C Mount worked quickly, building the kits in a week, and then mailing them to the homes of the talent over the course of several days.

“We wanted something small, compact and easy to use, but it still had to have a big sensor – it had to make the talent look great,” says Liquori. “We started testing immediately and came down to the Blackmagic Pocket Cinema Camera 6K. It allowed us to have a small footprint with a cinematic image. The ATEM Mini Pro gave us full remote RCP control. We were able to remote into their computer to set up their conferencing software and dive right into all the camera control settings, including focus and aperture.

“The main goal was to let the talent relax and just enjoy and interact with the broadcast that they were part of, rather than having to interface with anything out of their comfort zone. And since then, we’ve had some calls from celebrities saying, ‘I really liked that kit. Can I rent it? Can I buy it?’ So I feel like they were happy with how they looked and felt.”

The team, located at C Mount’s headquarters in Glendale, monitored each of the individual remote cameras. In turn, they could communicate directly with technicians in the main control room at the Staples Center, in downtown LA. A Unity PL intercom system allowed C Mount to update them on the condition of each camera feed and make recommendations where it was necessary.

“It was just like a traditional remote broadcast but it just happened to be done over the internet, with nobody in the same room – directors, producers and technicians were all separated safely, but could still do their job to a high level.”

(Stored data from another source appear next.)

use crate::{
    foundation::core::{Affine, BoundingBox, Color, Point},
    foundation::error::{PicturaError, PicturaResult},
    model::node::Image,
    model::primitives::{Circle, Ellipse, Polygon, Rectangle, TextImage},
    raster::buffer::PixelBuffer,
};

/// The drawing contract a rendering backend implements.
///
/// [`Image::draw`] walks an image tree and issues these calls: transforms and clips are
/// bracketed push/pop pairs, leaves are single calls in back-to-front order. Leaf geometry is
/// in the leaf's own coordinates; the backend applies the current transform.
pub trait Painter {
    fn push_transform(&mut self, transform: Affine) -> PicturaResult<()>;
    fn pop_transform(&mut self) -> PicturaResult<()>;
    fn push_clip(&mut self, window: BoundingBox) -> PicturaResult<()>;
    fn pop_clip(&mut self) -> PicturaResult<()>;

    fn rectangle(&mut self, shape: &Rectangle) -> PicturaResult<()>;
    fn ellipse(&mut self, shape: &Ellipse) -> PicturaResult<()>;
    fn circle(&mut self, shape: &Circle) -> PicturaResult<()>;
    fn polygon(&mut self, shape: &Polygon) -> PicturaResult<()>;
    fn text(&mut self, text: &TextImage) -> PicturaResult<()>;
    /// Draw `pixels` with their top-left corner at `origin`.
    fn pixels(&mut self, origin: Point, pixels: &PixelBuffer) -> PicturaResult<()>;
}

/// A backend that can turn a whole image into pixels covering exactly its box.
pub trait Rasterizer {
    fn rasterize(&mut self, image: &Image) -> PicturaResult<PixelBuffer>;
}

/// Rendering configuration.
#[derive(Clone, Debug, PartialEq, serde::Serialize, serde::Deserialize)]
#[serde(default)]
pub struct RenderSettings {
    /// Background painted under the image; `None` leaves it transparent.
    pub clear: Option<Color>,
    /// Stroke width for outlined shapes, in pixels.
    pub outline_width: f64,
}

impl Default for RenderSettings {
    fn default() -> Self {
        Self {
            clear: None,
            outline_width: 1.0,
        }
    }
}

impl RenderSettings {
    /// Reject non-finite or non-positive outline widths.
    pub fn validate(&self) -> PicturaResult<()> {
        if !self.outline_width.is_finite() || self.outline_width <= 0.0 {
            return Err(PicturaError::validation(
                "outline_width must be finite and > 0",
            ));
        }
        Ok(())
    }

    /// Parse settings from JSON; missing fields keep their defaults.
    pub fn from_json(json: &str) -> PicturaResult<Self> {
        let settings: Self = serde_json::from_str(json)
            .map_err(|e| PicturaError::validation(format!("render settings: {e}")))?;
        settings.validate()?;
        Ok(settings)
    }
}

#[cfg(test)]
#[path = "../../tests/unit/render/backend.rs"]
mod tests;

Liquori believes this kind of remote work will continue, and not just for compliance with social distancing measures.

“We realise for intimate talent scenes, we don’t need 25 people in the room. We can have the focus puller outside,” explains Liquori. “Not every writer and producer needs to be on set. We’ve been setting up a lot of remote video villages.

We can even send things to people’s devices – so they don’t crowd the director – and also upload to the internet, where co-workers can access them via Zoom or perhaps a streaming platform. These various components have been around for years, but now they’re being used and combined in ways we didn’t need to think about before.”

This article first featured in the Winter 2020/21 issue of FEED magazine.